Prof. Miranda Spivack Writes of Governments' Increasing "Failures to Disclose Public Information"
February 19, 2017
In many "places across the country, the rights to republish local laws in a user-friendly, searchable format, don’t belong to the people or the governments. They belong to the businesses that contract to publish those laws," writes Miranda S. Spivack, Eugene S. Pulliam Distinguished Visiting Professor of Journalism at DePauw University, in Newsday.
A veteran investigative reporter, Spivack notes, "For years, the national media has focused on federal failures to disclose public information. The Obama administration was roundly criticized for failing to live up to early promises of greater government transparency. And today, there’s scant evidence that President Donald Trump’s administration will be any better. Meanwhile, state and local secrecy is growing, the result of tight budgets, a decline in local news coverage and increased outsourcing of government functions."
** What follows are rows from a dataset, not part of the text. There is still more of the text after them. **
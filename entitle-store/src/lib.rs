//! Persistence layer for Entitle.
//!
//! Licensing state is a handful of small string values (device id, license
//! key, activation id, trial start, revalidation bookkeeping). They are kept
//! in a single-table SQLite database so each write is atomic, behind the
//! [`KeyValueStore`] trait so the engine can run against an in-memory fake.
//!
//! [`LicenseStore`] layers the typed, crash-tolerant reads on top.

mod error;
mod kv;
mod license_store;

pub use error::{StoreError, StoreResult};
pub use kv::{KeyValueStore, MemoryStore, SqliteStore};
pub use license_store::{keys, LicenseStore};
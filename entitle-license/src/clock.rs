//! Wall-clock source, injectable so trial and revalidation timing can be
//! tested without waiting.

use chrono::{DateTime, Duration, Utc};
use std::sync::{Mutex, PoisonError};

/// Source of the current time.
pub trait Clock: Send + Sync {
    /// Current UTC time.
    fn now(&self) -> DateTime<Utc>;
}

/// The system clock.
#[derive(Debug, Clone, Copy, Default)]
pub struct SystemClock;

impl Clock for SystemClock {
    fn now(&self) -> DateTime<Utc> {
        Utc::now()
    }
}

/// A manually driven clock.
#[derive(Debug)]
pub struct MockClock {
    now: Mutex<DateTime<Utc>>,
}

impl MockClock {
    /// Creates a clock frozen at `now`.
    pub fn new(now: DateTime<Utc>) -> Self {
        Self {
            now: Mutex::new(now),
        }
    }

    /// Moves the clock to `now`.
    pub fn set(&self, now: DateTime<Utc>) {
        *self.now.lock().unwrap_or_else(PoisonError::into_inner) = now;
    }

    /// Moves the clock forward.
    pub fn advance(&self, by: Duration) {
        let mut guard = self.now.lock().unwrap_or_else(PoisonError::into_inner);
        *guard = *guard + by;
    }
}

impl Clock for MockClock {
    fn now(&self) -> DateTime<Utc> {
        *self.now.lock().unwrap_or_else(PoisonError::into_inner)
    }
}
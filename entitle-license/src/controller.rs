//! Presentation-facing facade over the state machine.
//!
//! Exposes the current state, a user-facing validation message and the
//! public operations, and owns the background revalidation task.

use crate::client::{HttpLicenseClient, LicenseServer};
use crate::config::LicenseConfig;
use crate::error::{LicenseError, LicenseResult};
use crate::machine::{EntitlementMachine, RevalidationOutcome, StatusChanges};
use entitle_store::LicenseStore;
use entitle_types::LicenseState;
use std::sync::{Arc, Mutex, PoisonError};
use tokio::task::JoinHandle;
use tracing::info;

/// Shown after a successful activation.
pub const MSG_ACTIVATED: &str = "License activated successfully!";
/// Shown when the server no longer honours the stored license.
pub const MSG_REVOKED: &str = "Your license is no longer valid on this device.";
/// Shown when revalidation keeps failing. Takes priority over other messages.
pub const MSG_RECONNECT: &str =
    "Could not confirm your license for a while. Please connect to the internet to keep it active.";

/// Thin orchestrator used by the presentation layer.
pub struct LicenseController {
    machine: Arc<EntitlementMachine>,
    message: Arc<Mutex<Option<String>>>,
    background: Mutex<Option<JoinHandle<()>>>,
}

impl LicenseController {
    /// Wraps an existing machine. No background work is started.
    pub fn new(machine: Arc<EntitlementMachine>) -> Self {
        Self {
            machine,
            message: Arc::new(Mutex::new(None)),
            background: Mutex::new(None),
        }
    }

    /// Builds a controller talking to the configured HTTP server.
    pub fn open(store: LicenseStore, config: LicenseConfig) -> LicenseResult<Self> {
        let server: Arc<dyn LicenseServer> = Arc::new(HttpLicenseClient::new(config.clone())?);
        Ok(Self::new(Arc::new(EntitlementMachine::new(
            store, server, config,
        ))))
    }

    /// Spawns background revalidation on the current tokio runtime.
    /// Calling it again replaces the previous task.
    pub fn start(&self) {
        let message = Arc::clone(&self.message);
        let task = tokio::spawn(
            Arc::clone(&self.machine)
                .run_revalidation_with(move |outcome| note_outcome(&message, outcome)),
        );
        if let Some(previous) = self.background_slot().replace(task) {
            previous.abort();
        }
        info!("Background license revalidation started");
    }

    /// The underlying machine.
    pub fn machine(&self) -> &Arc<EntitlementMachine> {
        &self.machine
    }

    pub fn state(&self) -> LicenseState {
        self.machine.state()
    }

    pub fn can_use_app(&self) -> bool {
        self.machine.can_use_app()
    }

    pub fn subscribe(&self) -> StatusChanges {
        self.machine.subscribe()
    }

    /// The message to show next to the license form, if any.
    pub fn validation_message(&self) -> Option<String> {
        if self.machine.revalidation_overdue() {
            return Some(MSG_RECONNECT.to_string());
        }
        self.message_slot().clone()
    }

    pub fn start_trial(&self) -> LicenseResult<LicenseState> {
        self.set_message(None);
        self.machine.start_trial()
    }

    /// Submits a key and updates the validation message.
    ///
    /// A rejection caused by a request already in flight leaves the message
    /// untouched.
    pub async fn submit_key(&self, key: &str) -> LicenseResult<LicenseState> {
        match self.machine.submit_key(key).await {
            Ok(state) => {
                self.set_message(Some(MSG_ACTIVATED.to_string()));
                Ok(state)
            }
            Err(e) => {
                if !matches!(e, LicenseError::InFlight | LicenseError::Superseded) {
                    self.set_message(Some(message_for(&e)));
                }
                Err(e)
            }
        }
    }

    /// Dismisses a failed submission and its message.
    pub fn acknowledge(&self) -> LicenseState {
        self.set_message(None);
        self.machine.acknowledge_failure()
    }

    pub fn remove_license(&self) -> LicenseResult<LicenseState> {
        self.set_message(None);
        self.machine.remove_license()
    }

    /// Revalidates now. A revocation is reported through the message.
    pub async fn revalidate(&self) -> LicenseResult<RevalidationOutcome> {
        let outcome = self.machine.revalidate().await?;
        note_outcome(&self.message, &outcome);
        Ok(outcome)
    }

    fn set_message(&self, message: Option<String>) {
        *self.message_slot() = message;
    }

    fn message_slot(&self) -> std::sync::MutexGuard<'_, Option<String>> {
        lock_message(&self.message)
    }

    fn background_slot(&self) -> std::sync::MutexGuard<'_, Option<JoinHandle<()>>> {
        self.background.lock().unwrap_or_else(PoisonError::into_inner)
    }
}

impl Drop for LicenseController {
    fn drop(&mut self) {
        if let Some(task) = self.background_slot().take() {
            task.abort();
        }
    }
}

fn lock_message(message: &Mutex<Option<String>>) -> std::sync::MutexGuard<'_, Option<String>> {
    message.lock().unwrap_or_else(PoisonError::into_inner)
}

/// Records what a revalidation means for the user. A confirmation retires
/// the activation notice; a revocation replaces whatever was shown.
fn note_outcome(message: &Mutex<Option<String>>, outcome: &RevalidationOutcome) {
    let mut slot = lock_message(message);
    match outcome {
        RevalidationOutcome::Revoked => *slot = Some(MSG_REVOKED.to_string()),
        RevalidationOutcome::Confirmed if slot.as_deref() == Some(MSG_ACTIVATED) => *slot = None,
        _ => {}
    }
}

/// User-facing text for a failed license operation.
pub fn message_for(err: &LicenseError) -> String {
    match err {
        LicenseError::Network(_) => {
            "Could not reach the license server. Please try again.".to_string()
        }
        LicenseError::ValidationFailed(_) => "Invalid license key.".to_string(),
        LicenseError::Protocol(_) | LicenseError::Serialization(_) => {
            "The license server sent an unexpected response. Please try again later.".to_string()
        }
        LicenseError::ActivationLimitReached { limit: 0 } => {
            "This license has reached its maximum number of activations. \
             Deactivate another device and try again."
                .to_string()
        }
        LicenseError::ActivationLimitReached { limit } => format!(
            "This license is already active on {limit} device(s), its maximum. \
             Deactivate another device and try again."
        ),
        LicenseError::ActivationNotRequired => {
            "This license does not require activation.".to_string()
        }
        LicenseError::InFlight => "A license check is already in progress.".to_string(),
        LicenseError::ActivationFailed(_)
        | LicenseError::Storage(_)
        | LicenseError::Superseded
        | LicenseError::Config(_) => "Failed to activate license on this device.".to_string(),
    }
}
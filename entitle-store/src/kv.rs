//! Durable string key/value storage.
//!
//! Every write is a single SQLite statement, so a crash mid-write leaves the
//! previous value (or no value) in place rather than a torn record.

use crate::error::StoreResult;
use rusqlite::{params, Connection, OptionalExtension};
use std::collections::HashMap;
use std::path::Path;
use std::sync::{Arc, Mutex, PoisonError};
use tracing::debug;

/// Minimal key/value interface the licensing engine persists through.
///
/// Implementations must be safe to share across tasks.
pub trait KeyValueStore: Send + Sync {
    /// Reads a value, `None` if absent.
    fn get(&self, key: &str) -> StoreResult<Option<String>>;

    /// Writes or replaces a value.
    fn set(&self, key: &str, value: &str) -> StoreResult<()>;

    /// Deletes a value. Deleting a missing key is not an error.
    fn remove(&self, key: &str) -> StoreResult<()>;
}

/// SQLite-backed store, one row per key.
pub struct SqliteStore {
    conn: Arc<Mutex<Connection>>,
}

impl SqliteStore {
    /// Opens (or creates) a store at the given path.
    pub fn open(path: impl AsRef<Path>) -> StoreResult<Self> {
        let path = path.as_ref();
        if let Some(parent) = path.parent() {
            if !parent.as_os_str().is_empty() {
                std::fs::create_dir_all(parent)?;
            }
        }
        let conn = Connection::open(path)?;
        conn.pragma_update_and_check(None, "journal_mode", "WAL", |_| Ok(()))?;
        conn.pragma_update(None, "synchronous", "FULL")?;
        debug!("Opened license store at {}", path.display());
        Self::with_connection(conn)
    }

    /// Opens an in-memory store (for testing).
    pub fn open_in_memory() -> StoreResult<Self> {
        Self::with_connection(Connection::open_in_memory()?)
    }

    fn with_connection(conn: Connection) -> StoreResult<Self> {
        conn.execute_batch(
            "
            CREATE TABLE IF NOT EXISTS kv (
                key TEXT PRIMARY KEY NOT NULL,
                value TEXT NOT NULL
            );
            ",
        )?;
        Ok(Self {
            conn: Arc::new(Mutex::new(conn)),
        })
    }
}

impl KeyValueStore for SqliteStore {
    fn get(&self, key: &str) -> StoreResult<Option<String>> {
        let conn = self.conn.lock().unwrap_or_else(PoisonError::into_inner);
        let value = conn
            .query_row("SELECT value FROM kv WHERE key = ?1", params![key], |row| {
                row.get(0)
            })
            .optional()?;
        Ok(value)
    }

    fn set(&self, key: &str, value: &str) -> StoreResult<()> {
        let conn = self.conn.lock().unwrap_or_else(PoisonError::into_inner);
        conn.execute(
            "INSERT INTO kv (key, value) VALUES (?1, ?2)
             ON CONFLICT(key) DO UPDATE SET value = excluded.value",
            params![key, value],
        )?;
        Ok(())
    }

    fn remove(&self, key: &str) -> StoreResult<()> {
        let conn = self.conn.lock().unwrap_or_else(PoisonError::into_inner);
        conn.execute("DELETE FROM kv WHERE key = ?1", params![key])?;
        Ok(())
    }
}

/// Process-local store, used as a fake in tests and for ephemeral runs.
#[derive(Default)]
pub struct MemoryStore {
    values: Mutex<HashMap<String, String>>,
}

impl MemoryStore {
    /// Creates an empty store.
    pub fn new() -> Self {
        Self::default()
    }

    /// Number of stored keys.
    pub fn len(&self) -> usize {
        self.values
            .lock()
            .unwrap_or_else(PoisonError::into_inner)
            .len()
    }

    /// Returns true if nothing is stored.
    pub fn is_empty(&self) -> bool {
        self.len() == 0
    }
}

impl KeyValueStore for MemoryStore {
    fn get(&self, key: &str) -> StoreResult<Option<String>> {
        let values = self.values.lock().unwrap_or_else(PoisonError::into_inner);
        Ok(values.get(key).cloned())
    }

    fn set(&self, key: &str, value: &str) -> StoreResult<()> {
        let mut values = self.values.lock().unwrap_or_else(PoisonError::into_inner);
        values.insert(key.to_string(), value.to_string());
        Ok(())
    }

    fn remove(&self, key: &str) -> StoreResult<()> {
        let mut values = self.values.lock().unwrap_or_else(PoisonError::into_inner);
        values.remove(key);
        Ok(())
    }
}
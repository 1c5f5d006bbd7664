//! License server client.
//!
//! Stateless request/response calls against the remote entitlement service.
//! All calls are organization-scoped JSON POSTs:
//!
//! - `POST /v1/licenses/validate` `{key, organization_id}` checks a key
//! - `POST /v1/licenses/activate` `{key, organization_id, label, meta}` binds
//!   the key to this device
//! - `POST /v1/licenses/validate` with `activation_id` confirms an existing
//!   activation

use crate::config::LicenseConfig;
use crate::device::DeviceInfo;
use crate::error::{LicenseError, LicenseResult};
use async_trait::async_trait;
use entitle_types::DeviceId;
use reqwest::{Client, StatusCode};
use serde::de::DeserializeOwned;
use serde::{Deserialize, Serialize};
use std::collections::HashMap;
use tracing::{debug, warn};

const VALIDATE_PATH: &str = "/v1/licenses/validate";
const ACTIVATE_PATH: &str = "/v1/licenses/activate";

/// Result of checking a key.
#[derive(Debug, Clone, PartialEq, Eq)]
pub struct LicenseCheck {
    /// The server granted the key.
    pub valid: bool,
    /// The key must be bound to a device before use.
    pub requires_activation: bool,
    /// Device limit reported by the server, if any.
    pub activations_limit: Option<u32>,
}

/// A successful activation.
#[derive(Debug, Clone, PartialEq, Eq)]
pub struct Activation {
    /// Server-issued activation id.
    pub activation_id: String,
    /// Device limit of the key; 0 when unlimited.
    pub activations_limit: u32,
}

/// Remote entitlement service.
#[async_trait]
pub trait LicenseServer: Send + Sync {
    /// Checks whether `key` is valid and whether it needs activation.
    async fn check_license(&self, key: &str) -> LicenseResult<LicenseCheck>;

    /// Binds `key` to `device_id`. Idempotent per device on the server side.
    async fn activate(&self, key: &str, device_id: &DeviceId) -> LicenseResult<Activation>;

    /// Confirms a previously issued activation is still valid.
    async fn revalidate(&self, key: &str, activation_id: &str) -> LicenseResult<bool>;
}

// ── Wire types ───────────────────────────────────────────────────

#[derive(Debug, Serialize)]
struct ValidateRequest<'a> {
    key: &'a str,
    organization_id: &'a str,
    #[serde(skip_serializing_if = "Option::is_none")]
    activation_id: Option<&'a str>,
}

/// Response from the validate endpoint.
#[derive(Debug, Clone, Deserialize)]
pub struct ValidateResponse {
    /// `"granted"` for a usable key.
    pub status: String,
    /// Device limit, absent when the key is not device-bound.
    #[serde(default)]
    pub limit_activations: Option<u32>,
    /// License key id.
    #[serde(default)]
    pub id: Option<String>,
    /// Echo of the activation when one was validated.
    #[serde(default)]
    pub activation: Option<ActivationRef>,
}

/// Activation reference embedded in a validate response.
#[derive(Debug, Clone, Deserialize)]
pub struct ActivationRef {
    pub id: String,
}

#[derive(Debug, Serialize)]
struct ActivateRequest<'a> {
    key: &'a str,
    organization_id: &'a str,
    label: String,
    meta: HashMap<String, String>,
}

/// Response from the activate endpoint.
#[derive(Debug, Clone, Deserialize)]
pub struct ActivateResponse {
    pub id: String,
    pub license_key: LicenseKeyInfo,
}

/// License key summary embedded in an activate response.
#[derive(Debug, Clone, Deserialize)]
pub struct LicenseKeyInfo {
    #[serde(default)]
    pub limit_activations: Option<u32>,
    pub status: String,
}

/// Error body returned with 4xx responses.
#[derive(Debug, Default, Deserialize)]
struct ApiErrorBody {
    #[serde(default)]
    error: Option<String>,
    #[serde(default)]
    detail: Option<serde_json::Value>,
}

impl ApiErrorBody {
    fn reason(&self, status: StatusCode) -> String {
        match &self.detail {
            Some(serde_json::Value::String(s)) => s.clone(),
            Some(other) => other.to_string(),
            None => self
                .error
                .clone()
                .unwrap_or_else(|| format!("server returned {status}")),
        }
    }
}

#[derive(Debug, Clone, Copy)]
enum Endpoint {
    Validate,
    Activate,
}

// ── HTTP client ──────────────────────────────────────────────────

/// reqwest implementation of [`LicenseServer`].
pub struct HttpLicenseClient {
    config: LicenseConfig,
    client: Client,
    device_info: DeviceInfo,
}

impl HttpLicenseClient {
    /// Creates a client. Requests time out after `config.request_timeout()`.
    pub fn new(config: LicenseConfig) -> LicenseResult<Self> {
        Self::with_device_info(config, DeviceInfo::collect())
    }

    /// Creates a client that reports the given device information.
    pub fn with_device_info(config: LicenseConfig, device_info: DeviceInfo) -> LicenseResult<Self> {
        let client = Client::builder()
            .timeout(config.request_timeout())
            .build()
            .map_err(|e| LicenseError::Config(format!("failed to create HTTP client: {e}")))?;

        Ok(Self {
            config,
            client,
            device_info,
        })
    }

    /// The configuration in use.
    pub fn config(&self) -> &LicenseConfig {
        &self.config
    }

    async fn send<B: Serialize>(&self, path: &str, body: &B) -> LicenseResult<(StatusCode, Vec<u8>)> {
        let url = format!("{}{path}", self.config.base_url());
        let mut request = self.client.post(&url).json(body);
        if let Some(token) = &self.config.api_token {
            request = request.bearer_auth(token);
        }

        let response = request
            .send()
            .await
            .map_err(|e| LicenseError::Network(format!("request to {path} failed: {e}")))?;
        let status = response.status();
        let body = response
            .bytes()
            .await
            .map_err(|e| LicenseError::Network(format!("reading {path} response failed: {e}")))?;
        debug!("{path} -> {status}");
        Ok((status, body.to_vec()))
    }

    async fn post<B: Serialize, T: DeserializeOwned>(
        &self,
        path: &str,
        body: &B,
        endpoint: Endpoint,
    ) -> LicenseResult<T> {
        let (status, bytes) = self.send(path, body).await?;
        if status.is_success() {
            return decode(path, &bytes);
        }
        Err(rejection(endpoint, status, &bytes))
    }
}

#[async_trait]
impl LicenseServer for HttpLicenseClient {
    async fn check_license(&self, key: &str) -> LicenseResult<LicenseCheck> {
        let request = ValidateRequest {
            key,
            organization_id: &self.config.organization_id,
            activation_id: None,
        };
        let response: ValidateResponse = self
            .post(VALIDATE_PATH, &request, Endpoint::Validate)
            .await?;

        Ok(LicenseCheck {
            valid: response.status == "granted",
            requires_activation: response.limit_activations.is_some_and(|limit| limit > 0),
            activations_limit: response.limit_activations,
        })
    }

    async fn activate(&self, key: &str, device_id: &DeviceId) -> LicenseResult<Activation> {
        let request = ActivateRequest {
            key,
            organization_id: &self.config.organization_id,
            label: self.device_info.label(),
            meta: self.device_info.meta(device_id),
        };
        let response: ActivateResponse = self
            .post(ACTIVATE_PATH, &request, Endpoint::Activate)
            .await?;

        if response.license_key.status != "granted" {
            return Err(LicenseError::ActivationFailed(format!(
                "license key is {}",
                response.license_key.status
            )));
        }

        Ok(Activation {
            activation_id: response.id,
            activations_limit: response.license_key.limit_activations.unwrap_or(0),
        })
    }

    async fn revalidate(&self, key: &str, activation_id: &str) -> LicenseResult<bool> {
        let request = ValidateRequest {
            key,
            organization_id: &self.config.organization_id,
            activation_id: Some(activation_id),
        };
        let (status, bytes) = self.send(VALIDATE_PATH, &request).await?;

        if is_transient(status) {
            return Err(LicenseError::Network(format!("server returned {status}")));
        }
        if is_gone(status) {
            debug!("Activation {activation_id} rejected with {status}");
            return Ok(false);
        }
        if !status.is_success() {
            return Err(rejection(Endpoint::Validate, status, &bytes));
        }

        let response: ValidateResponse = decode(VALIDATE_PATH, &bytes)?;
        let same_activation = response
            .activation
            .as_ref()
            .map_or(true, |a| a.id == activation_id);
        Ok(response.status == "granted" && same_activation)
    }
}

fn decode<T: DeserializeOwned>(path: &str, bytes: &[u8]) -> LicenseResult<T> {
    serde_json::from_slice(bytes).map_err(|e| {
        warn!("Malformed response from {path}: {e}");
        LicenseError::Protocol(format!("malformed response from {path}: {e}"))
    })
}

fn is_transient(status: StatusCode) -> bool {
    status.is_server_error()
        || status == StatusCode::TOO_MANY_REQUESTS
        || status == StatusCode::REQUEST_TIMEOUT
}

/// The key or activation no longer exists on the server.
fn is_gone(status: StatusCode) -> bool {
    status == StatusCode::NOT_FOUND || status == StatusCode::UNPROCESSABLE_ENTITY
}

/// Maps a non-2xx response onto a specific error.
///
/// Only 404 and 422 reject the key itself. Other refusals (bad token,
/// malformed request) are protocol errors.
fn rejection(endpoint: Endpoint, status: StatusCode, bytes: &[u8]) -> LicenseError {
    if is_transient(status) {
        return LicenseError::Network(format!("server returned {status}"));
    }

    let body: ApiErrorBody = serde_json::from_slice(bytes).unwrap_or_default();
    let reason = body.reason(status);
    let code = body.error.as_deref().unwrap_or_default();
    let lowered = reason.to_lowercase();

    if code == "ActivationLimitReached"
        || (lowered.contains("activation") && lowered.contains("limit"))
        || lowered.contains("only allows")
    {
        return LicenseError::ActivationLimitReached {
            limit: first_number(&reason).unwrap_or(0),
        };
    }

    match endpoint {
        _ if status == StatusCode::UNAUTHORIZED => LicenseError::Protocol(reason),
        Endpoint::Activate
            if code == "ActivationNotRequired" || lowered.contains("not require activation") =>
        {
            LicenseError::ActivationNotRequired
        }
        Endpoint::Activate => LicenseError::ActivationFailed(reason),
        Endpoint::Validate if is_gone(status) => LicenseError::ValidationFailed(reason),
        Endpoint::Validate => LicenseError::Protocol(reason),
    }
}

fn first_number(text: &str) -> Option<u32> {
    text.split(|c: char| !c.is_ascii_digit())
        .find(|s| !s.is_empty())
        .and_then(|s| s.parse().ok())
}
The op-ed column, headlined "Keeping public information private", can be read at the newspaper's website.
Spivack has been a working journalist for four decades and spent nearly 20 years at the Washington Post as an editor and reporter. She is serving as DePauw's Pulliam Professor for the 2016-17 academic year. She was recently awarded a grant from the Fund for Investigative Journalism to support her work on a series of articles on secrecy in state and local government, which have been published in major newspapers including USA Today. The professor also authored a recent New York Times article on the thriving high-tech business activity in Indianapolis.